── EXERCISE INPUT ──

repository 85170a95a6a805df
//! Query tokenization for the text-backed search modalities.

/// Split a raw query into search tokens.
///
/// Characters outside the letter/whitespace class are stripped (not split
/// on), then the remainder is split on whitespace. In exact mode the whole
/// raw string is one token, preserved verbatim.
pub fn tokenize(query: &str, exact: bool) -> Vec<String> {
    if exact {
        if query.is_empty() {
            return Vec::new();
        }
        return vec![query.to_string()];
    }
    let cleaned: String = query
        .chars()
        .filter(|c| c.is_alphabetic() || c.is_whitespace())
        .collect();
    cleaned.split_whitespace().map(str::to_string).collect()
}

#[cfg(test)]
mod tests {
    use super::*;

    #[test]
    fn splits_on_whitespace() {
        assert_eq!(tokenize("alpha beta", false), vec!["alpha", "beta"]);
    }

    #[test]
    fn strips_digits_and_punctuation() {
        assert_eq!(tokenize("room 101!", false), vec!["room"]);
        assert_eq!(tokenize("cat, dog.", false), vec!["cat", "dog"]);
    }

    #[test]
    fn stripping_merges_rather_than_splits() {
        // Non-letters are removed in place, so "alpha42beta" collapses to
        // one token instead of two.
        assert_eq!(tokenize("alpha42beta", false), vec!["alphabeta"]);
    }

    #[test]
    fn exact_mode_is_one_verbatim_token() {
        assert_eq!(tokenize("alpha beta", true), vec!["alpha beta"]);
        assert_eq!(tokenize("99 red balloons!", true), vec!["99 red balloons!"]);
    }

    #[test]
    fn degenerate_queries_yield_no_tokens() {
        assert!(tokenize("", false).is_empty());
        assert!(tokenize("42 + 17", false).is_empty());
        assert!(tokenize("", true).is_empty());
    }
}
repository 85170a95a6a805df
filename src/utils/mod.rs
pub mod config;
impl Catalog {
    pub fn new(conn: Connection, retry: RetryPolicy) -> Self {
        Self { conn, retry }
    }

    /// Read-only access for query paths; reads do not contend with the
    /// single-writer lock and skip the retry layer.
    pub fn conn(&self) -> &Connection {
        &self.conn
    }

    pub fn retry(&self) -> &RetryPolicy {
        &self.retry
    }

    /// Ensure an `images` row exists for `path` and return `(id, hash)`.
    ///
    /// On first sight the file is stat'ed and hashed. An existing row is
    /// left alone while the stored modification time still matches the
    /// file; a NULL hash is backfilled, and a changed mtime refreshes
    /// size, mtime and hash so re-indexing converges instead of
    /// re-triggering forever.
    pub fn record_image(&self, path: &Path) -> Result<(i64, String), CatalogError> {
        let path_s = path.to_string_lossy().to_string();
        let meta = std::fs::metadata(path).map_err(|source| CatalogError::ArtifactRead {
            path: path_s.clone(),
            source,
        })?;
        let modified = meta
            .modified()
            .ok()
            .and_then(epoch_secs)
            .unwrap_or_default();
        let created = meta.created().ok().and_then(epoch_secs);

        let existing: Option<(i64, Option<String>, i64)> = self
            .conn
            .query_row(
                "SELECT id, hash_sha256, last_modified FROM images WHERE file_path = ?1",
                params![path_s],
                |row| Ok((row.get(0)?, row.get(1)?, row.get(2)?)),
            )
            .optional()?;

        match existing {
            Some((id, Some(hash), stored_mtime)) if stored_mtime == modified => Ok((id, hash)),
            Some((id, _, stored_mtime)) => {
                let hash = self.hash_artifact(path, &path_s)?;
                if stored_mtime == modified {
                    // Hash backfill only; identity and timestamps stand.
                    execute_with_retry(
                        &self.retry,
                        &self.conn,
                        "UPDATE images SET hash_sha256 = ?2 WHERE id = ?1",
                        params![id, hash],
                    )?;
                } else {
                    execute_with_retry(
                        &self.retry,
                        &self.conn,
                        "UPDATE images SET size = ?2, last_modified = ?3, hash_sha256 = ?4
                         WHERE id = ?1",
                        params![id, meta.len() as i64, modified, hash],
                    )?;
                }
                Ok((id, hash))
            }
            None => {
                let hash = self.hash_artifact(path, &path_s)?;
                execute_with_retry(
                    &self.retry,
                    &self.conn,
                    "INSERT OR IGNORE INTO images (file_path, size, created_at, last_modified, hash_sha256)
                     VALUES (?1, ?2, ?3, ?4, ?5)",
                    params![path_s, meta.len() as i64, created, modified, hash],
                )?;
                let id: i64 = self.conn.query_row(
                    "SELECT id FROM images WHERE file_path = ?1",
                    params![path_s],
                    |row| row.get(0),
                )?;
                Ok((id, hash))
            }
        }
    }

    /// Insert one detection row per tuple. No deduplication: the freshness
    /// check upstream decides whether a (artifact, model) pair runs again.
    pub fn record_detections(
        &self,
        image_id: i64,
        model: &str,
        detections: &[Detection],
    ) -> Result<(), CatalogError> {
        for d in detections {
            execute_with_retry(
                &self.retry,
                &self.conn,
                "INSERT INTO detections (image_id, model, label, confidence)
                 VALUES (?1, ?2, ?3, ?4)",
                params![image_id, model, d.label, d.confidence],
            )?;
        }
        Ok(())
    }

    /// Mark `path` as analyzed-with-zero-detections, refreshing the stored
    /// hash when the content changed while the marker persisted.
    pub fn record_empty_image(&self, path: &Path, hash: &str) -> Result<(), CatalogError> {
        execute_with_retry(
            &self.retry,
            &self.conn,
            "INSERT INTO empty_images (file_path, hash_sha256) VALUES (?1, ?2)
             ON CONFLICT(file_path) DO UPDATE SET hash_sha256 = excluded.hash_sha256",
            params![path.to_string_lossy(), hash],
        )?;
        Ok(())
    }

    /// Record OCR output. An empty string is meaningful: the recognizer ran
    /// and found no text, which is not the same as never having run.
    pub fn record_ocr_text(&self, path: &Path, text: &str) -> Result<(), CatalogError> {
        let hash = hasher::hash_file(path).ok();
        execute_with_retry(
            &self.retry,
            &self.conn,
            "INSERT OR IGNORE INTO ocr_results (file_path, extracted_text, hash_sha256)
             VALUES (?1, ?2, ?3)",
            params![path.to_string_lossy(), text, hash],
        )?;
        Ok(())
    }

    /// Record a caption. Same empty-string semantics as OCR.
    pub fn record_description(&self, path: &Path, text: &str) -> Result<(), CatalogError> {
        let hash = hasher::hash_file(path).ok();
        execute_with_retry(
            &self.retry,
            &self.conn,
            "INSERT OR IGNORE INTO image_description (file_path, description, hash_sha256)
             VALUES (?1, ?2, ?3)",
            params![path.to_string_lossy(), text, hash],
        )?;
        Ok(())
    }

    /// Link `path` to every named person, creating Person rows lazily and
    /// ignoring links that already exist.
    pub fn record_person_links(&self, path: &Path, names: &[String]) -> Result<(), CatalogError> {
        if names.is_empty() {
            return Ok(());
        }
        let (image_id, _) = self.record_image(path)?;
        for name in names {
            execute_with_retry(
                &self.retry,
                &self.conn,
                "INSERT OR IGNORE INTO person (name) VALUES (?1)",
                params![name],
            )?;
            let person_id: i64 = self.conn.query_row(
                "SELECT id FROM person WHERE name = ?1",
                params![name],
                |row| row.get(0),
            )?;
            execute_with_retry(
                &self.retry,
                &self.conn,
                "INSERT OR IGNORE INTO image_person_mapping (image_id, person_id)
                 VALUES (?1, ?2)",
                params![image_id, person_id],
            )?;
        }
        Ok(())
    }

    /// Record decoded barcode payloads, suppressing duplicate
    /// (artifact, content) pairs.
    pub fn record_qr_payloads(&self, path: &Path, payloads: &[String]) -> Result<(), CatalogError> {
        if payloads.is_empty() {
            return Ok(());
        }
        let (image_id, _) = self.record_image(path)?;
        for content in payloads {
            execute_with_retry(
                &self.retry,
                &self.conn,
                "INSERT INTO qrcodes (image_id, content)
                 SELECT ?1, ?2
                 WHERE NOT EXISTS (
                     SELECT 1 FROM qrcodes WHERE image_id = ?1 AND content = ?2
                 )",
                params![image_id, content],
            )?;
        }
        Ok(())
    }

    /// Mark `path` as scanned-with-no-barcodes.
    pub fn record_no_qr(&self, path: &Path) -> Result<(), CatalogError> {
        execute_with_retry(
            &self.retry,
            &self.conn,
            "INSERT OR IGNORE INTO no_qrcodes (file_path) VALUES (?1)",
            params![path.to_string_lossy()],
        )?;
        Ok(())
    }

    /// Mark `path` as scanned-with-no-recognized-faces.
    pub fn record_no_faces(&self, path: &Path) -> Result<(), CatalogError> {
        execute_with_retry(
            &self.retry,
            &self.conn,
            "INSERT OR IGNORE INTO no_faces (file_path) VALUES (?1)",
            params![path.to_string_lossy()],
        )?;
        Ok(())
    }

    /// True when a document row for `path` exists. Callers check this
    /// before converting a document to text so the (expensive) conversion
    /// is never wasted on an already-indexed path.
    pub fn has_document(&self, path: &Path) -> Result<bool, CatalogError> {
        let present: bool = self.conn.query_row(
            "SELECT EXISTS(SELECT 1 FROM documents WHERE file_path = ?1)",
            params![path.to_string_lossy()],
            |row| row.get(0),
        )?;
        Ok(present)
    }

    /// Insert extracted document text into the full-text index, once.
    pub fn record_document(&self, path: &Path, text: &str) -> Result<(), CatalogError> {
        if self.has_document(path)? {
            debug!(path = %path.display(), "document already indexed");
            return Ok(());
        }
        execute_with_retry(
            &self.retry,
            &self.conn,
            "INSERT INTO documents (file_path, content) VALUES (?1, ?2)",
            params![path.to_string_lossy(), text],
        )?;
        Ok(())
    }

    fn hash_artifact(&self, path: &Path, path_s: &str) -> Result<String, CatalogError> {
        hasher::hash_file(path).map_err(|source| CatalogError::ArtifactRead {
            path: path_s.to_string(),
            source,
        })
    }
}
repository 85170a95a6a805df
//! Cross-table deletion and the prune pass.
//!
//! Deletion is explicit per table, iterated from the closed descriptor
//! set, rather than relying on foreign-key cascades: the sweep must also
//! clear path-keyed tables that carry no foreign key at all.

use std::collections::{HashMap, HashSet};
use std::path::Path;

use rusqlite::{params, OptionalExtension};
use tracing::{debug, info};

use crate::database::modality::{TableKey, MODALITY_TABLES};
use crate::database::retry::execute_with_retry;
use crate::database::writer::{Catalog, CatalogError};

/// Remove every row in every modality table that references `path`,
/// directly or through its artifact id, then the artifact row itself.
///
/// A path with no rows anywhere is a no-op, not an error. The sweep is
/// not transactional: an interruption can leave a partial deletion, and
/// re-running completes it.
pub fn delete_artifact_by_path(catalog: &Catalog, path: &Path) -> Result<(), CatalogError> {
    let path_s = path.to_string_lossy().to_string();
    let image_id: Option<i64> = catalog
        .conn()
        .query_row(
            "SELECT id FROM images WHERE file_path = ?1",
            params![path_s],
            |row| row.get(0),
        )
        .optional()?;

    for table in MODALITY_TABLES {
        match table.key {
            TableKey::FilePath => {
                execute_with_retry(
                    catalog.retry(),
                    catalog.conn(),
                    table.delete_sql,
                    params![path_s],
                )?;
            }
            TableKey::ImageId => {
                if let Some(id) = image_id {
                    execute_with_retry(
                        catalog.retry(),
                        catalog.conn(),
                        table.delete_sql,
                        params![id],
                    )?;
                }
            }
        }
    }

    let removed = execute_with_retry(
        catalog.retry(),
        catalog.conn(),
        "DELETE FROM images WHERE file_path = ?1",
        params![path_s],
    )?;
    if removed > 0 {
        debug!(path = %path.display(), "artifact removed from catalog");
    }
    Ok(())
}

/// Delete every remembered path whose backing file no longer exists on
/// disk. This is what keeps the catalog consistent with a file system
/// that mutates underneath it. Returns the number of paths pruned.
pub fn prune_missing(
    catalog: &Catalog,
    image_index: &HashMap<String, Option<String>>,
    document_paths: &HashSet<String>,
) -> Result<usize, CatalogError> {
    let remembered: HashSet<&String> =
        image_index.keys().chain(document_paths.iter()).collect();

    let mut pruned = 0usize;
    for path_s in remembered {
        let path = Path::new(path_s);
        if !path.exists() {
            delete_artifact_by_path(catalog, path)?;
            info!(path = %path.display(), "pruned vanished artifact");
            pruned += 1;
        }
    }
    Ok(pruned)
}
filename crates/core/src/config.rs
use serde::{Deserialize, Serialize};
use std::collections::HashMap;
use std::path::{Path, PathBuf};

use crate::error::Result;

/// Default timeout applied to every executed command.
pub const DEFAULT_TIMEOUT_SECS: u64 = 300;

/// Fence tags recognized as executable when no `[extract]` override is given.
pub const DEFAULT_FENCE_TAGS: &[&str] = &["bash", "sh", "shell", "zsh", "console", "terminal", "cmd", "command"];

/// How the registry resolves two skill directories declaring the same name
#[derive(Debug, Clone, Copy, PartialEq, Eq, Default, Serialize, Deserialize)]
#[serde(rename_all = "kebab-case")]
pub enum DuplicatePolicy {
    /// Keep the descriptor found first in scan order (default)
    #[default]
    FirstWins,
    /// Replace the earlier descriptor with the later one, keeping its position
    LastWins,
}

impl DuplicatePolicy {
    pub const VALUES: &[DuplicatePolicy] = &[DuplicatePolicy::FirstWins, DuplicatePolicy::LastWins];

    pub fn as_str(&self) -> &'static str {
        match self {
            DuplicatePolicy::FirstWins => "first-wins",
            DuplicatePolicy::LastWins => "last-wins",
        }
    }
}

impl std::fmt::Display for DuplicatePolicy {
    fn fmt(&self, f: &mut std::fmt::Formatter<'_>) -> std::fmt::Result {
        write!(f, "{}", self.as_str())
    }
}

impl std::str::FromStr for DuplicatePolicy {
    type Err = crate::Error;

    fn from_str(s: &str) -> std::result::Result<Self, Self::Err> {
        match s.to_lowercase().as_str() {
            "first-wins" => Ok(DuplicatePolicy::FirstWins),
            "last-wins" => Ok(DuplicatePolicy::LastWins),
            _ => Err(crate::Error::Config(ConfigError::InvalidDuplicatePolicy(s.to_string()).to_string())),
        }
    }
}

/// What happens to the remaining commands of a turn after one of them fails
#[derive(Debug, Clone, Copy, PartialEq, Eq, Default, Serialize, Deserialize)]
#[serde(rename_all = "kebab-case")]
pub enum FailurePolicy {
    /// Run every extracted command regardless of earlier failures (default)
    #[default]
    Continue,
    /// Skip the remaining commands once one fails
    #[serde(alias = "stop")]
    StopOnFailure,
}

impl FailurePolicy {
    pub const VALUES: &[FailurePolicy] = &[FailurePolicy::Continue, FailurePolicy::StopOnFailure];

    pub fn as_str(&self) -> &'static str {
        match self {
            FailurePolicy::Continue => "continue",
            FailurePolicy::StopOnFailure => "stop-on-failure",
        }
    }

    /// Whether a failure under this policy halts the turn
    pub fn halts_on_failure(&self) -> bool {
        matches!(self, FailurePolicy::StopOnFailure)
    }
}

impl std::fmt::Display for FailurePolicy {
    fn fmt(&self, f: &mut std::fmt::Formatter<'_>) -> std::fmt::Result {
        write!(f, "{}", self.as_str())
    }
}

impl std::str::FromStr for FailurePolicy {
    type Err = crate::Error;

    fn from_str(s: &str) -> std::result::Result<Self, Self::Err> {
        match s.to_lowercase().as_str() {
            "continue" => Ok(FailurePolicy::Continue),
            "stop" | "stop-on-failure" => Ok(FailurePolicy::StopOnFailure),
            _ => Err(crate::Error::Config(ConfigError::InvalidFailurePolicy(s.to_string()).to_string())),
        }
    }
}

/// `[skills]` section
#[derive(Debug, Clone, PartialEq, Eq, Serialize, Deserialize)]
#[serde(default, deny_unknown_fields)]
pub struct SkillsConfig {
    /// Root directory holding one subdirectory per skill
    pub root: PathBuf,
    /// Documentation filenames recognized inside a skill directory, in priority order
    pub doc_files: Vec<String>,
    /// Name collision handling
    pub on_duplicate: DuplicatePolicy,
}

impl Default for SkillsConfig {
    fn default() -> Self {
        Self { root: PathBuf::from("skills"), doc_files: vec!["SKILL.md".to_string()], on_duplicate: DuplicatePolicy::default() }
    }
}

/// `[extract]` section
#[derive(Debug, Clone, PartialEq, Eq, Serialize, Deserialize)]
#[serde(default, deny_unknown_fields)]
pub struct ExtractConfig {
    /// Fence tags whose blocks are treated as executable
    pub tags: Vec<String>,
}

impl Default for ExtractConfig {
    fn default() -> Self {
        Self { tags: DEFAULT_FENCE_TAGS.iter().map(|t| t.to_string()).collect() }
    }
}

/// `[exec]` section
#[derive(Debug, Clone, PartialEq, Eq, Serialize, Deserialize)]
#[serde(default, deny_unknown_fields)]
pub struct ExecConfig {
    /// Hard limit for a single command, in seconds
    pub timeout_secs: u64,
    /// Program names that put a command into interpreter mode
    pub interpreters: Vec<String>,
    /// Activation script of an isolated runtime (e.g. `.venv/bin/activate`)
    pub activation: Option<PathBuf>,
    /// Behaviour after a failed command within one turn
    pub on_failure: FailurePolicy,
    /// Working directory for executed commands (default: process cwd)
    pub working_dir: Option<PathBuf>,
    /// Extra environment variables merged into the child environment
    pub env: HashMap<String, String>,
}

impl Default for ExecConfig {
    fn default() -> Self {
        Self {
            timeout_secs: DEFAULT_TIMEOUT_SECS,
            interpreters: vec!["python".to_string(), "python3".to_string()],
            activation: None,
            on_failure: FailurePolicy::default(),
            working_dir: None,
            env: HashMap::new(),
        }
    }
}

impl ExecConfig {
    /// Activation path resolved against `base` when relative, made absolute against the
    /// process directory so it stays valid once a command runs inside `base`.
    pub fn activation_path(&self, base: &Path) -> Option<PathBuf> {
        self.activation.as_ref().map(|p| {
            let joined = if p.is_absolute() { p.clone() } else { base.join(p) };
            std::path::absolute(&joined).unwrap_or(joined)
        })
    }
}

/// `[session]` section
#[derive(Debug, Clone, PartialEq, Eq, Serialize, Deserialize)]
#[serde(default, deny_unknown_fields)]
pub struct SessionConfig {
    /// Upper bound on model turns per session
    pub max_turns: usize,
}

impl Default for SessionConfig {
    fn default() -> Self {
        Self { max_turns: 8 }
    }
}

/// `[logging]` section
#[derive(Debug, Clone, PartialEq, Eq, Serialize, Deserialize)]
#[serde(default, deny_unknown_fields)]
pub struct LoggingConfig {
    /// Default filter directive when `SKILLRUN_LOG` / `RUST_LOG` are unset
    pub level: String,
    /// stderr format: `pretty`, `json` or `compact`
    pub format: String,
    /// Also write JSON logs to a daily-rotated file
    pub file: bool,
}

impl Default for LoggingConfig {
    fn default() -> Self {
        Self { level: "warn".to_string(), format: "pretty".to_string(), file: false }
    }
}

/// Root configuration structure for skillrun.toml
#[derive(Debug, Clone, Default, PartialEq, Eq, Serialize, Deserialize)]
#[serde(default, deny_unknown_fields)]
pub struct Config {
    pub skills: SkillsConfig,
    pub extract: ExtractConfig,
    pub exec: ExecConfig,
    pub session: SessionConfig,
    pub logging: LoggingConfig,
}

impl Config {
    /// Load configuration from a TOML string
    pub fn from_toml_str(toml_str: &str) -> Result<Self> {
        let config: Config = toml::from_str(toml_str).map_err(|e| crate::Error::Config(ConfigError::from(e).to_string()))?;
        config.validate()?;
        Ok(config)
    }

    /// Load configuration from a file
    pub fn from_file(path: &Path) -> Result<Self> {
        let content = std::fs::read_to_string(path)?;
        Self::from_toml_str(&content)
    }

    /// Load from `path` if it exists, otherwise fall back to defaults
    pub fn load_or_default(path: &Path) -> Result<Self> {
        if path.exists() { Self::from_file(path) } else { Ok(Self::default()) }
    }

    /// Timeout as a [`std::time::Duration`]
    pub fn timeout(&self) -> std::time::Duration {
        std::time::Duration::from_secs(self.exec.timeout_secs)
    }

    /// Validate the configuration
    fn validate(&self) -> Result<()> {
        use crate::Error;

        if self.exec.timeout_secs == 0 {
            return Err(Error::Config(ConfigError::NonPositive("exec.timeout_secs").to_string()));
        }
        if self.session.max_turns == 0 {
            return Err(Error::Config(ConfigError::NonPositive("session.max_turns").to_string()));
        }
        if self.exec.interpreters.iter().all(|i| i.trim().is_empty()) {
            return Err(Error::Config(ConfigError::Empty("exec.interpreters").to_string()));
        }
        if self.skills.doc_files.is_empty() {
            return Err(Error::Config(ConfigError::Empty("skills.doc_files").to_string()));
        }

        Ok(())
    }

    /// Get example configuration (as a string)
    pub fn example() -> &'static str {
        r#"# skillrun configuration example
# Copy this file to skillrun.toml and customize as needed

[skills]
# Directory containing one subdirectory per skill
root = "skills"
# Documentation files recognized in a skill directory
doc_files = ["SKILL.md"]
# Name collisions: "first-wins" or "last-wins"
on_duplicate = "first-wins"

[extract]
# Fence tags whose blocks are executed line by line
tags = ["bash", "sh", "shell", "zsh", "console", "terminal", "cmd", "command"]

[exec]
timeout_secs = 300
interpreters = ["python", "python3"]
# Isolated runtime activated before interpreter-mode commands (optional)
# activation = ".venv/bin/activate"
# After a failed command: "continue" or "stop-on-failure"
on_failure = "continue"
# working_dir = "/path/to/workspace"

# [exec.env]
# WORKSPACE_TOKEN = "..."

[session]
max_turns = 8

[logging]
level = "warn"
format = "pretty"
file = false
"#
    }
}

/// Configuration-specific errors
#[derive(Debug, thiserror::Error)]
pub enum ConfigError {
    /// Invalid duplicate policy
    #[error("invalid duplicate policy: {0}")]
    InvalidDuplicatePolicy(String),

    /// Invalid failure policy
    #[error("invalid failure policy: {0}")]
    InvalidFailurePolicy(String),

    /// Value must be greater than zero
    #[error("{0} must be greater than zero")]
    NonPositive(&'static str),

    /// List must not be empty
    #[error("{0} must not be empty")]
    Empty(&'static str),

    /// TOML parse error
    #[error("TOML parse error: {0}")]
    TomlParse(String),
}

impl From<toml::de::Error> for ConfigError {
    fn from(err: toml::de::Error) -> Self {
        ConfigError::TomlParse(err.to_string())
    }
}
//! Skill catalog for the skillrun orchestrator.
//!
//! Skills are discovered once from the immediate subdirectories of a skill root. Each one
//! carries a SKILL.md file whose header declares a name and a one-line description. The
//! catalog is rendered into the agent's instructions, consulted to detect which skill the
//! agent is talking about, and used to resolve script filenames referenced by commands.

mod extract;
mod locate;
mod parser;
mod prompt;
mod registry;
mod trigger;
mod types;

pub use extract::{FenceGrammar, FencedBlock, extract, fenced_blocks};
pub use locate::locate;
pub use parser::parse_skill;
pub use prompt::render;
pub use registry::{ScanOptions, SkillRegistry};
pub use trigger::{detect, mentions_skill, normalize_name};
pub use types::{Result, ScriptType, SkillDescriptor, SkillError, SkillScript};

───

Would you report every line of the entries above containing the word "venv"?

#### RESPONSE AREA
    /// Activation script of an isolated runtime (e.g. `.venv/bin/activate`)
# activation = ".venv/bin/activate"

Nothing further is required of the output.